»»
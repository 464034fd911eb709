//! Serve-side hooks: the reload-needed command and the build status line.

use std::ffi::OsString;
use std::path::{Path, PathBuf};
use std::process::{Command, Output};
use std::sync::Arc;
use std::thread;

use anyhow::{Context, Result, bail};

use crate::logger::{Mark, status};
use crate::relay::stats::collect_bundles;
use crate::relay::{BuildResult, ReloadCallback};
use crate::{debug, log};

// ============================================================================
// reload-needed command
// ============================================================================

/// External command run when a client reports it needs a full reload.
#[derive(Debug, Clone)]
pub struct ReloadCommand {
    program: PathBuf,
    args: Vec<OsString>,
    cwd: PathBuf,
}

impl ReloadCommand {
    /// Resolve `argv[0]` on `PATH`. Empty `argv` means no command.
    pub fn resolve(argv: &[String], cwd: &Path) -> Result<Option<Self>> {
        let Some((program, args)) = argv.split_first() else {
            return Ok(None);
        };

        let program = which::which(program)
            .with_context(|| format!("`{program}` not found in PATH"))?;

        Ok(Some(Self {
            program,
            args: args.iter().map(OsString::from).collect(),
            cwd: cwd.to_path_buf(),
        }))
    }

    fn name(&self) -> String {
        self.program
            .file_name()
            .map(|name| name.to_string_lossy().into_owned())
            .unwrap_or_default()
    }

    /// Run to completion, failing on a non-zero exit.
    pub fn run(&self) -> Result<Output> {
        let name = self.name();
        let output = Command::new(&self.program)
            .args(&self.args)
            .current_dir(&self.cwd)
            .output()
            .with_context(|| format!("Failed to execute `{name}`"))?;

        if !output.status.success() {
            let stderr = String::from_utf8_lossy(&output.stderr);
            bail!("Command `{name}` failed with {}\n{}", output.status, stderr.trim());
        }
        Ok(output)
    }

    /// Callback running the command off the request thread.
    pub fn into_callback(self) -> ReloadCallback {
        let command = Arc::new(self);
        Arc::new(move || {
            let command = Arc::clone(&command);
            let spawned = thread::Builder::new()
                .name("reload-hook".into())
                .spawn(move || {
                    log!("hook"; "`{}` running", command.name());
                    if let Err(e) = command.run() {
                        log!("hook"; "failed: {:#}", e);
                    }
                });
            if let Err(e) = spawned {
                log!("hook"; "failed to start: {}", e);
            }
        })
    }
}

/// Callback for the configured command, or a plain log line without one.
pub fn reload_needed_callback(argv: &[String], cwd: &Path) -> ReloadCallback {
    match ReloadCommand::resolve(argv, cwd) {
        Ok(Some(command)) => command.into_callback(),
        Ok(None) => Arc::new(|| log!("hmr"; "client requested a full reload")),
        Err(e) => {
            log!("hmr"; "reload hook disabled: {:#}", e);
            Arc::new(|| debug!("hmr"; "client requested a full reload"))
        }
    }
}

// ============================================================================
// build status
// ============================================================================

/// Summary of one finished build for the status line.
#[derive(Debug, Clone, PartialEq, Eq)]
pub enum BuildStatus {
    Success(String),
    Warnings(String),
    Errors { summary: String, detail: String },
}

impl BuildStatus {
    pub fn from_result(result: &BuildResult) -> Self {
        let bundles = collect_bundles(result);
        let errors: Vec<&String> = bundles.iter().flat_map(|b| &b.errors).collect();
        let warnings: Vec<&String> = bundles.iter().flat_map(|b| &b.warnings).collect();

        if let Some(first) = errors.first() {
            return Self::Errors {
                summary: format!("{} {}", errors.len(), plural(errors.len(), "error")),
                detail: (*first).clone(),
            };
        }

        let built = bundles
            .iter()
            .map(|b| format!("{}{}", b.label(), b.hash.as_deref().unwrap_or_default()))
            .collect::<Vec<_>>()
            .join(", ");

        if warnings.is_empty() {
            Self::Success(format!("built {built}"))
        } else {
            Self::Warnings(format!(
                "built {built} with {} {}",
                warnings.len(),
                plural(warnings.len(), "warning")
            ))
        }
    }

    pub fn display(&self) {
        match self {
            Self::Success(message) => status(Mark::Ok, message),
            Self::Warnings(message) => status(Mark::Warn, message),
            Self::Errors { summary, detail } => status(Mark::Fail, &format!("{summary}\n{detail}")),
        }
    }
}

fn plural(count: usize, word: &str) -> String {
    if count == 1 {
        word.to_string()
    } else {
        format!("{word}s")
    }
}

/// Done hook updating the status line.
pub fn report_build(result: &BuildResult) {
    BuildStatus::from_result(result).display();
}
««
▸ What is being asked
Your reply should be a single number: the count of lines above that contain the word "OsString".

▸ Task answer
3